Después de que su papá recibió amenazas de muerte, Fredy y su familia tuvieron que huir de Guatemala. Describe cómo se sintió ser desplazado de Guatemala y crecer en los Bronx. Jura que nunca saldrá de Guatemala de nuevo.

Fredy es el director ejecutivo de la Fundación de Antropología Forense de Guatemala -FAFG- y dirige el equipo del cementerio La Verbena en excavar las fosas comunes de la generación de desaparecidos.

A través de un proceso de comparación de muestras de ADN, cadáveres siguen siendo identificados por la FAFG.

Transcripciones de entrevistas con Fredy Peccerelli durante la filmación de Granito: How to Nail a Dictator:

I grew up in New York.  My family left in 1980. My dad left in September of 1980. My mom and my sister left in October of 1980 and my brother and I left on November 24th, 1980. It was thanksgiving I think when we got to New York. And it was probably one of the worst days of my life. Everyone was happy there, but I was miserable. Miserable because we didn’t know if we were coming back, miserable because I just felt like I was ripped out, miserable because we lived with my grandparents and I knew I wasn’t going to see them anymore, I wasn’t going to see my friends any more. But my father had gotten some death threat letters and although he didn’t want to go, everyone else that he knew was being killed all around him. All of his friends at the university were being killed. So, he was given an opportunity, somebody gave him an opportunity to leave. So, they sent him a letter in red ink and my mother pretty much forced him to go. And after he left, my mother received a letter saying we know Fredy has left and the day he sets foot in Guatemala, we’ll kill him. So, then my mother left. And eventually I finished school, my brother and I just finished the school year. My uncle also left. My mother’s brother left to Nicaragua. And after that we left and we went to the Bronx.

It was horrible, at first. I guess initially, the first couple of years, I was too busy being sad and just not understanding the whole situation just made me miserable. I just wanted to come home. And I didn’t really fit in. We lived in a building that was mostly Hispanic and across the street there was a building that was mostly African Americans and they’d fight. They’d like throw rocks and bottles at each other and I just didn’t get it.

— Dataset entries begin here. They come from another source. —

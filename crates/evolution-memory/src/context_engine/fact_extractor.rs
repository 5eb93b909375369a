//! Pattern-based extraction of critical facts from conversation text

use std::collections::HashSet;

use lazy_static::lazy_static;
use regex::Regex;

use crate::memory_db::CriticalFacts;

pub const MAX_FILE_PATHS: usize = 20;
pub const MAX_CODE_REFS: usize = 30;
pub const MAX_NOTES_PER_CATEGORY: usize = 5;

lazy_static! {
    static ref FILE_PATH_PATTERNS: Vec<Regex> = vec![
        Regex::new(r"`([/\w\-.]+\.[a-zA-Z]{2,5})`").unwrap(),
        Regex::new(r"file:///([^\s\)]+)").unwrap(),
        Regex::new(r"(?:view_file|read_file|write_to_file)[^\n]*?([/\w\-.]+\.[a-zA-Z]{2,5})").unwrap(),
    ];
    static ref CODE_REF_PATTERNS: Vec<Regex> = vec![
        Regex::new(r"(?:function|def|class|const|let|var)\s+(\w+)").unwrap(),
        Regex::new(r"`(\w+)\(\)`").unwrap(),
        Regex::new(r"`(\w+\.\w+)`").unwrap(),
    ];
    static ref DECISION_PATTERNS: Vec<Regex> = vec![
        Regex::new(r"(?i)(?:decided|choosing|selected|using|will use|approach:)\s*([^\n.]+)").unwrap(),
        Regex::new(r"(?i)(?:solution|fix):\s*([^\n.]+)").unwrap(),
    ];
    static ref BLOCKER_PATTERNS: Vec<Regex> = vec![
        Regex::new(r"(?i)(?:error|issue|problem|blocked|failing):\s*([^\n]+)").unwrap(),
        Regex::new(r"(?i)(?:TODO|FIXME|BUG):\s*([^\n]+)").unwrap(),
    ];
    static ref FINDING_PATTERNS: Vec<Regex> = vec![
        Regex::new(r"(?i)(?:found|discovered|noticed|identified):\s*([^\n]+)").unwrap(),
        Regex::new(r"(?i)(?:insight|observation):\s*([^\n]+)").unwrap(),
    ];
}

#[derive(Debug, Clone, Default)]
pub struct FactExtractor;

impl FactExtractor {
    pub fn new() -> Self {
        Self
    }

    /// Scan `conversation` for file paths, code references, decisions,
    /// blockers and findings. Task state and next steps are left empty.
    pub fn extract(&self, conversation: &str) -> CriticalFacts {
        CriticalFacts {
            task_state: String::new(),
            decisions: collect_matches(&DECISION_PATTERNS, conversation, MAX_NOTES_PER_CATEGORY),
            blockers: collect_matches(&BLOCKER_PATTERNS, conversation, MAX_NOTES_PER_CATEGORY),
            file_paths: collect_matches(&FILE_PATH_PATTERNS, conversation, MAX_FILE_PATHS),
            code_refs: collect_matches(&CODE_REF_PATTERNS, conversation, MAX_CODE_REFS),
            key_findings: collect_matches(&FINDING_PATTERNS, conversation, MAX_NOTES_PER_CATEGORY),
            next_steps: Vec::new(),
        }
    }
}

/// First capture group of every match of every pattern, trimmed and
/// deduplicated in first-seen order, cut to `cap`.
fn collect_matches(patterns: &[Regex], text: &str, cap: usize) -> Vec<String> {
    let mut seen = HashSet::new();
    let mut found = Vec::new();

    for pattern in patterns {
        for captures in pattern.captures_iter(text) {
            let Some(value) = captures.get(1).map(|m| m.as_str().trim()) else {
                continue;
            };
            if value.is_empty() || !seen.insert(value.to_string()) {
                continue;
            }
            found.push(value.to_string());
            if found.len() == cap {
                return found;
            }
        }
    }
    found
}

#[cfg(test)]
mod tests {
    use super::*;

    #[test]
    fn test_empty_text_yields_empty_facts() {
        assert_eq!(FactExtractor::new().extract(""), CriticalFacts::default());
    }

    #[test]
    fn test_extracts_each_category() {
        let conversation = "\
I opened `src/main.rs` and file:///home/me/project/lib.rs to check things.
We decided to keep the pool size at ten.
Error: connection refused on port 5432
TODO: add retry around the migration
Found: the cache key ignores the tenant
fn handler lives next to class Router and `parse_args()` calls `config.load`.";

        let facts = FactExtractor::new().extract(conversation);
        assert!(facts.file_paths.contains(&"src/main.rs".to_string()));
        assert!(facts.file_paths.contains(&"home/me/project/lib.rs".to_string()));
        assert_eq!(facts.decisions, vec!["to keep the pool size at ten".to_string()]);
        assert!(facts.blockers.contains(&"connection refused on port 5432".to_string()));
        assert!(facts.blockers.contains(&"add retry around the migration".to_string()));
        assert_eq!(facts.key_findings, vec!["the cache key ignores the tenant".to_string()]);
        assert!(facts.code_refs.contains(&"Router".to_string()));
        assert!(facts.code_refs.contains(&"parse_args".to_string()));
        assert!(facts.code_refs.contains(&"config.load".to_string()));
        assert!(facts.task_state.is_empty());
        assert!(facts.next_steps.is_empty());
    }

    #[test]
    fn test_caps_and_dedup() {
        let mut conversation = String::new();
        for i in 0..40 {
            conversation.push_str(&format!("see `dir/file{}.rs`\n", i));
            conversation.push_str(&format!("issue: flaky case {}\n", i));
        }
        conversation.push_str("see `dir/file0.rs` again\n");

        let facts = FactExtractor::new().extract(&conversation);
        assert_eq!(facts.file_paths.len(), MAX_FILE_PATHS);
        assert_eq!(facts.file_paths[0], "dir/file0.rs");
        assert_eq!(facts.blockers.len(), MAX_NOTES_PER_CATEGORY);
        let unique: HashSet<_> = facts.file_paths.iter().collect();
        assert_eq!(unique.len(), facts.file_paths.len());
    }
}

And I was caught up in the middle of all this racial tension in the Bronx in those years and graffiti and gangs and… I was used to being in the street all day playing marbles and throwing my top on the floor. Although Guatemala was very dangerous in other ways, I didn’t have that to deal with.

I grew up with New York problems not with Guatemalan problems. So that marked me later. I sort of felt, you know when I got older I sort of felt like I had the opportunity to not be here during the worst times and that now that I can do something about it, well, now it’s my turn to give back. It’s my turn to contribute because I had the opportunity to survive it. Not that it didn’t affect me. The conflict affected me directly and changed my life forever. But, it did I mean…  How’s it marked me? Well it made me a New Yorker.

There was a time when we had really serious death threats and my mother asked me to leave. I said I’m not leaving. I just said I’m never leaving again. If I ever leave it will be because I want to leave. Not because I have to. I’ve done that. It didn’t work. Or maybe it did work, I don’t know, but I’m not doing it again. I believe that I should be free enough and safe enough to do work that’s so important to so many people. And I won’t be scared or pushed into leaving, it’s not going to happen.